There’s something about forced apologies that is especially humiliating and disturbing. This is probably because they hearken back to auto-da-fé, witch hunts, and show trials. But what else could Reisner do? From the sacking of Mozilla’s CEO, to the threatening of Memories Pizza, it’s hard to argue that there isn’t a heavy-handed approach to dealing with people who don’t happen to agree with the gay rights agenda. And if firings and threats are the punishment for opponents, what fresh hell must be in store for traitors?
You have to hand it to Allahpundit for predicting exactly how this would play out:
[Cruz] says the NYT was trying to suggest that he was somehow compromised in his conservatism for socializing with pro-SSM gay constituents, but I don’t know. Maybe the Times’s angle was really that Weiderpass and Reisner were compromised in their gayness for socializing with Cruz. The media understands very well by now what happens to business owners who stray from gay-marriage orthodoxy. If you’re interested in enforcing that orthodoxy, as most of the press is, you’ll achieve more by making life hard for Weiderpass and Reisner than you will trying to make it hard for Cruz.
Intentional, or not, this will send a message — as a sort of brushback pitch to anyone in the future who might provide comfort to the enemy — who might prioritize other shared commonality over this particular brand of identity politics. (In this case, the common bond was apparently their shared support for Israel).
The sad thing is that this disincentivizes forging the kinds of relationships that might ultimately lead to greater understanding and mutual respect — and instead, encourages more tribalism, isolation, and polarization.

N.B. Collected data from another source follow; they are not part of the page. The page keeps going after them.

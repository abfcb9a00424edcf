//! View state tag for alternate blob display modes.

use std::fmt;
use std::ops::Deref;
use std::str::FromStr;

use crate::error::ViewStateError;

/// A named alternate display mode attached to a location, such as
/// `references` or `impl`.
///
/// The set of tags is open. Only the hash fragment separators are rejected
/// so that a view state always survives a round trip through a pretty URL.
///
/// # Examples
///
/// ```
/// use repo_uri::ViewState;
///
/// let view = ViewState::parse("references").unwrap();
/// assert_eq!(view.as_str(), "references");
/// ```
#[derive(Debug, Clone, PartialEq, Eq, Hash, PartialOrd, Ord)]
pub struct ViewState(String);

impl ViewState {
    /// Parses a view state tag.
    ///
    /// # Errors
    ///
    /// Returns `ViewStateError` if the tag is empty or contains `$`, `&`
    /// or `#`.
    pub fn parse(input: &str) -> Result<Self, ViewStateError> {
        if input.is_empty() {
            return Err(ViewStateError::Empty);
        }

        for (i, c) in input.chars().enumerate() {
            if !Self::is_valid_char(c) {
                return Err(ViewStateError::InvalidChar { char: c, position: i });
            }
        }

        Ok(Self(input.to_string()))
    }

    /// Returns the tag as a string slice.
    #[must_use]
    pub fn as_str(&self) -> &str {
        &self.0
    }

    /// Returns true if the character may appear in a view state tag.
    #[must_use]
    pub const fn is_valid_char(c: char) -> bool {
        !matches!(c, '$' | '&' | '#')
    }
}

impl fmt::Display for ViewState {
    fn fmt(&self, f: &mut fmt::Formatter<'_>) -> fmt::Result {
        write!(f, "{}", self.0)
    }
}

impl FromStr for ViewState {
    type Err = ViewStateError;

    fn from_str(s: &str) -> Result<Self, Self::Err> {
        Self::parse(s)
    }
}

impl AsRef<str> for ViewState {
    fn as_ref(&self) -> &str {
        &self.0
    }
}

impl TryFrom<&str> for ViewState {
    type Error = ViewStateError;

    fn try_from(s: &str) -> Result<Self, Self::Error> {
        Self::parse(s)
    }
}

impl Deref for ViewState {
    type Target = str;

    fn deref(&self) -> &Self::Target {
        &self.0
    }
}

#[cfg(feature = "serde")]
impl serde::Serialize for ViewState {
    fn serialize<S>(&self, serializer: S) -> Result<S::Ok, S::Error>
    where
        S: serde::Serializer,
    {
        serializer.serialize_str(&self.0)
    }
}

#[cfg(feature = "serde")]
impl<'de> serde::Deserialize<'de> for ViewState {
    fn deserialize<D>(deserializer: D) -> Result<Self, D::Error>
    where
        D: serde::Deserializer<'de>,
    {
        let s = <String as serde::Deserialize>::deserialize(deserializer)?;
        Self::parse(&s).map_err(serde::de::Error::custom)
    }
}

#[cfg(test)]
mod tests {
    use super::*;

    #[test]
    fn parse_references() {
        assert_eq!(ViewState::parse("references").unwrap().as_str(), "references");
    }

    #[test]
    fn parse_open_tag() {
        assert!(ViewState::parse("impl").is_ok());
        assert!(ViewState::parse("def:local").is_ok());
    }

    #[test]
    fn parse_empty_fails() {
        assert_eq!(ViewState::parse(""), Err(ViewStateError::Empty));
    }

    #[test]
    fn parse_separator_fails() {
        let result = ViewState::parse("refs&x=1");
        assert!(matches!(result, Err(ViewStateError::InvalidChar { char: '&', position: 4 })));
        assert!(ViewState::parse("a$b").is_err());
        assert!(ViewState::parse("a#b").is_err());
    }
}
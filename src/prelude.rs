//! Convenient re-exports for glob imports.
//!
//! ```rust
//! use repo_uri::prelude::*;
//!
//! let loc = RepoLocation::parse("git://github.com/gorilla/mux?branch#mux.go:3").unwrap();
//! assert_eq!(parse_hash("#L3"), loc.hash_coords());
//! assert_eq!(
//!     parse_hash(&format!("L3{LEGACY_VIEW_STATE_SEPARATOR}references")).view_state,
//!     parse_hash(&format!("L3&{VIEW_STATE_PARAM}=references")).view_state,
//! );
//! ```
//!
//! Builder state markers (`Empty`, `HasRepo`, `HasFile`) are left out as
//! they only appear in type positions.

pub use crate::{
    // Core types
    CommitId, HashCoords, Position, Range, RepoLocation, RepoName, Selection, ViewState,
    // Builder
    RepoLocationBuilder,
    // Protocol boundary
    ProtocolPosition, ProtocolRange, TextDocumentIdentifier, TextDocumentPositionParams,
    // Codecs
    build_search_url_query, parse_hash, parse_pretty_url, parse_search_url_query,
    to_pretty_blob_url, to_pretty_hash,
    // Errors
    BuilderError, CommitIdError, ParseError, ParseErrorKind, PositionError, RepoNameError,
    ViewStateError,
    // Constants
    BLOB_MARKER, COMMIT_ID_LENGTH, LEGACY_VIEW_STATE_SEPARATOR, SCHEME, SEARCH_QUERY_PARAM,
    VIEW_STATE_PARAM,
};
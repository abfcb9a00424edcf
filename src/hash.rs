//! Hash fragment codec for blob URLs.
//!
//! Two syntaxes coexist. Old links put the view state after `$`, current
//! links use a `tab` parameter:
//!
//! ```text
//! legacy := [coords] ["$" viewState]
//! modern := coords "&tab=" viewState | "tab=" viewState
//! coords := "L" line [":" character] ["-" endLine [":" endCharacter]]
//! ```
//!
//! Fragments come from user-editable URLs, so parsing never fails: anything
//! that matches neither syntax completely yields an empty [`HashCoords`].

use std::fmt;

use log::{debug, trace};

use crate::constants::{LEGACY_VIEW_STATE_SEPARATOR, VIEW_STATE_PARAM};
use crate::position::{Position, Range, Selection, parse_selection, write_selection};
use crate::view_state::ViewState;

/// Separator between line and character in hash coordinates.
const COORD_SEP: char = ':';

/// Coordinates and view state read from a hash fragment.
///
/// All fields are optional; the default value is the empty result returned
/// for unrecognized fragments.
#[derive(Debug, Clone, Default, PartialEq, Eq, Hash)]
#[cfg_attr(feature = "serde", derive(serde::Serialize, serde::Deserialize))]
#[cfg_attr(feature = "serde", serde(rename_all = "camelCase"))]
pub struct HashCoords {
    /// 1-based start line
    #[cfg_attr(feature = "serde", serde(default, skip_serializing_if = "Option::is_none"))]
    pub line: Option<u32>,
    /// 1-based start character
    #[cfg_attr(feature = "serde", serde(default, skip_serializing_if = "Option::is_none"))]
    pub character: Option<u32>,
    /// 1-based end line of a range
    #[cfg_attr(feature = "serde", serde(default, skip_serializing_if = "Option::is_none"))]
    pub end_line: Option<u32>,
    /// 1-based end character of a range
    #[cfg_attr(feature = "serde", serde(default, skip_serializing_if = "Option::is_none"))]
    pub end_character: Option<u32>,
    /// Alternate display mode
    #[cfg_attr(feature = "serde", serde(default, skip_serializing_if = "Option::is_none"))]
    pub view_state: Option<ViewState>,
}

/// Which grammar branch matched a fragment.
enum ParsedHash {
    Legacy(HashCoords),
    Modern(HashCoords),
}

impl HashCoords {
    /// Builds coordinates from a selection and view state.
    #[must_use]
    pub fn from_parts(selection: Option<&Selection>, view_state: Option<&ViewState>) -> Self {
        let mut coords = Self {
            view_state: view_state.cloned(),
            ..Self::default()
        };
        if let Some(selection) = selection {
            let start = selection.start();
            coords.line = Some(start.line());
            coords.character = start.character();
            if let Some(range) = selection.range() {
                coords.end_line = Some(range.end().line());
                coords.end_character = range.end().character();
            }
        }
        coords
    }

    /// Returns true if neither coordinates nor a view state are present.
    #[must_use]
    pub fn is_empty(&self) -> bool {
        *self == Self::default()
    }

    /// Converts the coordinates into a position or range.
    ///
    /// Returns `None` when there is no line, or when the fields do not form
    /// a valid position or same-shape range.
    #[must_use]
    pub fn selection(&self) -> Option<Selection> {
        let start = Position::new(self.line?, self.character).ok()?;
        match self.end_line {
            None if self.end_character.is_none() => Some(Selection::Position(start)),
            None => None,
            Some(end_line) => {
                let end = Position::new(end_line, self.end_character).ok()?;
                Range::new(start, end).ok().map(Selection::Range)
            }
        }
    }

    /// Serializes these coordinates as a pretty hash fragment, without the
    /// leading `#`.
    ///
    /// The view state always uses the modern `tab=` parameter.
    ///
    /// # Examples
    ///
    /// ```
    /// use repo_uri::parse_hash;
    ///
    /// let coords = parse_hash("L1:1$references");
    /// assert_eq!(coords.to_pretty_hash(), "L1:1&tab=references");
    /// ```
    #[must_use]
    pub fn to_pretty_hash(&self) -> String {
        let mut result = String::new();

        if let Some(selection) = self.selection() {
            result.push('L');
            write_selection(&mut result, &selection, COORD_SEP);
        }

        if let Some(view_state) = &self.view_state {
            if !result.is_empty() {
                result.push('&');
            }
            result.push_str(VIEW_STATE_PARAM);
            result.push('=');
            result.push_str(view_state.as_str());
        }

        result
    }

    fn parse_legacy(input: &str) -> Option<Self> {
        let (coords, view_state) = match input.split_once(LEGACY_VIEW_STATE_SEPARATOR) {
            Some((coords, view_state)) => (coords, Some(view_state)),
            None => (input, None),
        };

        let mut result = if coords.is_empty() {
            Self::default()
        } else {
            Self::parse_coords(coords)?
        };
        if let Some(view_state) = view_state {
            result.view_state = Some(ViewState::parse(view_state).ok()?);
        }
        Some(result)
    }

    fn parse_modern(input: &str) -> Option<Self> {
        let tab_prefix = format!("{VIEW_STATE_PARAM}=");

        if let Some(view_state) = input.strip_prefix(&tab_prefix) {
            return Some(Self {
                view_state: Some(ViewState::parse(view_state).ok()?),
                ..Self::default()
            });
        }

        let (coords, param) = input.split_once('&')?;
        let view_state = param.strip_prefix(&tab_prefix)?;
        let mut result = Self::parse_coords(coords)?;
        result.view_state = Some(ViewState::parse(view_state).ok()?);
        Some(result)
    }

    fn parse_coords(input: &str) -> Option<Self> {
        let selection = parse_selection(input.strip_prefix('L')?, COORD_SEP)?;
        Some(Self::from_parts(Some(&selection), None))
    }
}

impl ParsedHash {
    fn parse(input: &str) -> Option<Self> {
        HashCoords::parse_legacy(input)
            .map(Self::Legacy)
            .or_else(|| HashCoords::parse_modern(input).map(Self::Modern))
    }

    fn into_coords(self) -> HashCoords {
        match self {
            Self::Legacy(coords) | Self::Modern(coords) => coords,
        }
    }
}

/// Parses a blob URL hash fragment, with or without the leading `#`.
///
/// Never fails: a fragment that does not fully match the legacy or the
/// modern syntax yields [`HashCoords::default()`].
///
/// # Examples
///
/// ```
/// use repo_uri::{HashCoords, parse_hash};
///
/// let coords = parse_hash("#L1:2-3:4");
/// assert_eq!(coords.line, Some(1));
/// assert_eq!(coords.end_character, Some(4));
///
/// assert_eq!(parse_hash("L1:1&tab=references"), parse_hash("L1:1$references"));
/// assert_eq!(parse_hash("L1:2-3"), HashCoords::default());
/// ```
#[must_use]
pub fn parse_hash(hash: &str) -> HashCoords {
    let input = hash.strip_prefix('#').unwrap_or(hash);
    if input.is_empty() {
        return HashCoords::default();
    }

    match ParsedHash::parse(input) {
        Some(parsed) => {
            if let ParsedHash::Legacy(coords) = &parsed {
                if coords.view_state.is_some() {
                    trace!("read legacy view state from hash '{input}'");
                }
            }
            parsed.into_coords()
        }
        None => {
            debug!("ignoring unrecognized hash fragment '{input}'");
            HashCoords::default()
        }
    }
}

/// Serializes coordinates as a pretty hash fragment without the leading `#`.
///
/// Equivalent to [`HashCoords::to_pretty_hash`].
#[must_use]
pub fn to_pretty_hash(coords: &HashCoords) -> String {
    coords.to_pretty_hash()
}

impl fmt::Display for HashCoords {
    fn fmt(&self, f: &mut fmt::Formatter<'_>) -> fmt::Result {
        write!(f, "{}", self.to_pretty_hash())
    }
}
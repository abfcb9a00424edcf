//! 1-based positions and ranges inside a file.
//!
//! Both string encodings in this crate share one coordinate grammar and
//! differ only in the separator between line and character:
//!
//! ```text
//! coord := line [sep character] ["-" line [sep character]]
//! ```
//!
//! The repo-URI uses `,` and the hash fragment uses `:`.

use std::fmt::Write as _;

use crate::error::PositionError;

/// A 1-based line and optional 1-based character offset.
///
/// # Examples
///
/// ```
/// use repo_uri::Position;
///
/// let pos = Position::new(3, Some(5)).unwrap();
/// assert_eq!(pos.line(), 3);
/// assert_eq!(pos.character(), Some(5));
///
/// assert!(Position::new(0, None).is_err());
/// ```
#[derive(Debug, Clone, Copy, PartialEq, Eq, Hash, PartialOrd, Ord)]
#[cfg_attr(feature = "serde", derive(serde::Serialize, serde::Deserialize))]
#[cfg_attr(feature = "serde", serde(try_from = "PositionRepr", into = "PositionRepr"))]
pub struct Position {
    line: u32,
    character: Option<u32>,
}

impl Position {
    /// Creates a position.
    ///
    /// # Errors
    ///
    /// Returns `PositionError` if `line` or `character` is zero.
    pub const fn new(line: u32, character: Option<u32>) -> Result<Self, PositionError> {
        if line == 0 {
            return Err(PositionError::ZeroLine);
        }
        if let Some(0) = character {
            return Err(PositionError::ZeroCharacter);
        }
        Ok(Self { line, character })
    }

    /// Creates a line-only position.
    ///
    /// # Errors
    ///
    /// Returns `PositionError::ZeroLine` if `line` is zero.
    pub const fn at_line(line: u32) -> Result<Self, PositionError> {
        Self::new(line, None)
    }

    /// Returns the 1-based line.
    #[must_use]
    pub const fn line(&self) -> u32 {
        self.line
    }

    /// Returns the 1-based character, if present.
    #[must_use]
    pub const fn character(&self) -> Option<u32> {
        self.character
    }

    /// Returns true if both positions either carry a character or omit it.
    #[must_use]
    pub const fn same_shape(&self, other: &Self) -> bool {
        self.character.is_some() == other.character.is_some()
    }
}

/// A span between two positions of the same shape.
///
/// # Examples
///
/// ```
/// use repo_uri::{Position, Range};
///
/// let start = Position::new(1, Some(2)).unwrap();
/// let end = Position::new(3, Some(4)).unwrap();
/// let range = Range::new(start, end).unwrap();
/// assert_eq!(range.end().line(), 3);
///
/// // A line-only end cannot close a start that names a character.
/// assert!(Range::new(start, Position::at_line(3).unwrap()).is_err());
/// ```
#[derive(Debug, Clone, Copy, PartialEq, Eq, Hash, PartialOrd, Ord)]
#[cfg_attr(feature = "serde", derive(serde::Serialize, serde::Deserialize))]
#[cfg_attr(feature = "serde", serde(try_from = "RangeRepr", into = "RangeRepr"))]
pub struct Range {
    start: Position,
    end: Position,
}

impl Range {
    /// Creates a range.
    ///
    /// # Errors
    ///
    /// Returns `PositionError::ShapeMismatch` if exactly one of `start` and
    /// `end` carries a character.
    pub const fn new(start: Position, end: Position) -> Result<Self, PositionError> {
        if !start.same_shape(&end) {
            return Err(PositionError::ShapeMismatch);
        }
        Ok(Self { start, end })
    }

    /// Returns the start position.
    #[must_use]
    pub const fn start(&self) -> Position {
        self.start
    }

    /// Returns the end position.
    #[must_use]
    pub const fn end(&self) -> Position {
        self.end
    }
}

/// The in-file coordinates of a location: a single position or a range,
/// never both.
#[derive(Debug, Clone, Copy, PartialEq, Eq, Hash)]
#[cfg_attr(feature = "serde", derive(serde::Serialize, serde::Deserialize))]
#[cfg_attr(feature = "serde", serde(rename_all = "camelCase"))]
pub enum Selection {
    /// A single position
    Position(Position),
    /// A range
    Range(Range),
}

impl Selection {
    /// Returns the position, if this is a position selection.
    #[must_use]
    pub const fn position(&self) -> Option<Position> {
        match self {
            Self::Position(p) => Some(*p),
            Self::Range(_) => None,
        }
    }

    /// Returns the range, if this is a range selection.
    #[must_use]
    pub const fn range(&self) -> Option<Range> {
        match self {
            Self::Position(_) => None,
            Self::Range(r) => Some(*r),
        }
    }

    /// Returns the first position covered by the selection.
    #[must_use]
    pub const fn start(&self) -> Position {
        match self {
            Self::Position(p) => *p,
            Self::Range(r) => r.start,
        }
    }
}

impl From<Position> for Selection {
    fn from(position: Position) -> Self {
        Self::Position(position)
    }
}

impl From<Range> for Selection {
    fn from(range: Range) -> Self {
        Self::Range(range)
    }
}

/// Parses `line [sep character] ["-" line [sep character]]`.
///
/// Returns `None` unless the whole input matches.
pub(crate) fn parse_selection(input: &str, sep: char) -> Option<Selection> {
    match input.split_once('-') {
        None => parse_position(input, sep).map(Selection::Position),
        Some((start, end)) => {
            let start = parse_position(start, sep)?;
            let end = parse_position(end, sep)?;
            Range::new(start, end).ok().map(Selection::Range)
        }
    }
}

fn parse_position(input: &str, sep: char) -> Option<Position> {
    let (line, character) = match input.split_once(sep) {
        Some((line, character)) => (line, Some(parse_number(character)?)),
        None => (input, None),
    };
    Position::new(parse_number(line)?, character).ok()
}

fn parse_number(input: &str) -> Option<u32> {
    if input.is_empty() || !input.bytes().all(|b| b.is_ascii_digit()) {
        return None;
    }
    input.parse().ok()
}

/// Appends the coordinate form of `selection` to `out`.
pub(crate) fn write_selection(out: &mut String, selection: &Selection, sep: char) {
    match selection {
        Selection::Position(p) => write_position(out, p, sep),
        Selection::Range(r) => {
            write_position(out, &r.start, sep);
            out.push('-');
            write_position(out, &r.end, sep);
        }
    }
}

fn write_position(out: &mut String, position: &Position, sep: char) {
    // Writing to a String cannot fail.
    let _ = write!(out, "{}", position.line);
    if let Some(character) = position.character {
        let _ = write!(out, "{sep}{character}");
    }
}

#[cfg(feature = "serde")]
#[derive(serde::Serialize, serde::Deserialize)]
#[serde(rename_all = "camelCase")]
struct PositionRepr {
    line: u32,
    #[serde(default, skip_serializing_if = "Option::is_none")]
    character: Option<u32>,
}

#[cfg(feature = "serde")]
impl TryFrom<PositionRepr> for Position {
    type Error = PositionError;

    fn try_from(repr: PositionRepr) -> Result<Self, Self::Error> {
        Self::new(repr.line, repr.character)
    }
}

#[cfg(feature = "serde")]
impl From<Position> for PositionRepr {
    fn from(position: Position) -> Self {
        Self {
            line: position.line,
            character: position.character,
        }
    }
}

#[cfg(feature = "serde")]
#[derive(serde::Serialize, serde::Deserialize)]
struct RangeRepr {
    start: Position,
    end: Position,
}

#[cfg(feature = "serde")]
impl TryFrom<RangeRepr> for Range {
    type Error = PositionError;

    fn try_from(repr: RangeRepr) -> Result<Self, Self::Error> {
        Self::new(repr.start, repr.end)
    }
}

#[cfg(feature = "serde")]
impl From<Range> for RangeRepr {
    fn from(range: Range) -> Self {
        Self {
            start: range.start,
            end: range.end,
        }
    }
}

#[cfg(test)]
mod tests {
    use super::*;

    fn pos(line: u32, character: Option<u32>) -> Position {
        Position::new(line, character).unwrap()
    }

    #[test]
    fn new_rejects_zero() {
        assert_eq!(Position::new(0, Some(1)), Err(PositionError::ZeroLine));
        assert_eq!(Position::new(1, Some(0)), Err(PositionError::ZeroCharacter));
    }

    #[test]
    fn range_requires_matching_shape() {
        assert_eq!(
            Range::new(pos(1, Some(2)), pos(3, None)),
            Err(PositionError::ShapeMismatch)
        );
        assert_eq!(
            Range::new(pos(1, None), pos(3, Some(4))),
            Err(PositionError::ShapeMismatch)
        );
        assert!(Range::new(pos(1, None), pos(3, None)).is_ok());
    }

    #[test]
    fn parse_line_only() {
        assert_eq!(
            parse_selection("3", ','),
            Some(Selection::Position(pos(3, None)))
        );
    }

    #[test]
    fn parse_line_and_character() {
        assert_eq!(
            parse_selection("3,5", ','),
            Some(Selection::Position(pos(3, Some(5))))
        );
        assert_eq!(
            parse_selection("3:5", ':'),
            Some(Selection::Position(pos(3, Some(5))))
        );
    }

    #[test]
    fn parse_range() {
        let expected = Range::new(pos(3, Some(5)), pos(6, Some(9))).unwrap();
        assert_eq!(parse_selection("3,5-6,9", ','), Some(Selection::Range(expected)));
    }

    #[test]
    fn parse_rejects_wrong_separator() {
        assert_eq!(parse_selection("3:5", ','), None);
    }

    #[test]
    fn parse_rejects_malformed() {
        for input in ["", "-", "a", "3,", ",5", "3-", "-3", "3,5-6", "3-6,9", "3,5--6,9", "0", "1,0", "+1", "1-2-3"] {
            assert_eq!(parse_selection(input, ','), None, "input: {input:?}");
        }
    }

    #[test]
    fn parse_rejects_overflow() {
        assert_eq!(parse_selection("99999999999", ','), None);
    }

    #[test]
    fn write_matches_parse() {
        for input in ["7", "7,2", "7-9", "7,2-9,4"] {
            let selection = parse_selection(input, ',').unwrap();
            let mut out = String::new();
            write_selection(&mut out, &selection, ',');
            assert_eq!(out, input);
        }
    }

    #[test]
    fn selection_accessors() {
        let p = Selection::from(pos(2, None));
        assert_eq!(p.position(), Some(pos(2, None)));
        assert_eq!(p.range(), None);

        let r = Range::new(pos(2, None), pos(4, None)).unwrap();
        let s = Selection::from(r);
        assert_eq!(s.range(), Some(r));
        assert_eq!(s.start(), pos(2, None));
    }

    #[cfg(feature = "serde")]
    #[test]
    fn serde_skips_missing_character() {
        let json = serde_json::to_value(pos(3, None)).unwrap();
        assert_eq!(json, serde_json::json!({ "line": 3 }));
        let back: Position = serde_json::from_value(json).unwrap();
        assert_eq!(back, pos(3, None));
    }

    #[cfg(feature = "serde")]
    #[test]
    fn serde_revalidates_positions_and_ranges() {
        assert!(serde_json::from_value::<Position>(serde_json::json!({ "line": 0 })).is_err());
        let mismatched = serde_json::json!({
            "start": { "line": 1, "character": 2 },
            "end": { "line": 3 }
        });
        assert!(serde_json::from_value::<Range>(mismatched).is_err());
    }
}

It’s possible that Cruz and these guys might have bonded over Israel, and that this might have developed into a greater friendship and dialogue. All parties might have ultimately become enlightened. Is this not something we should encourage? In fact, that’s pretty much exactly what Mr. Reisner told the Times just a couple days ago when he said: “Senator Ted Cruz and I disagree strongly on the issue of gay marriage, but having an open dialogue with those who have differing political opinions is a part of what this country was founded on.”
Or not …
Activists with a political agenda gain nothing from comity. This sort of “dialogue” is a bug, not a feature. People who don’t get on board with this agenda are to be shamed and ostracized, not welcomed into polite society — and certainly not feted. (Normal people don’t think this way, but activists do. And they’re the ones who lead movements — they’re the ones who organize boycotts.)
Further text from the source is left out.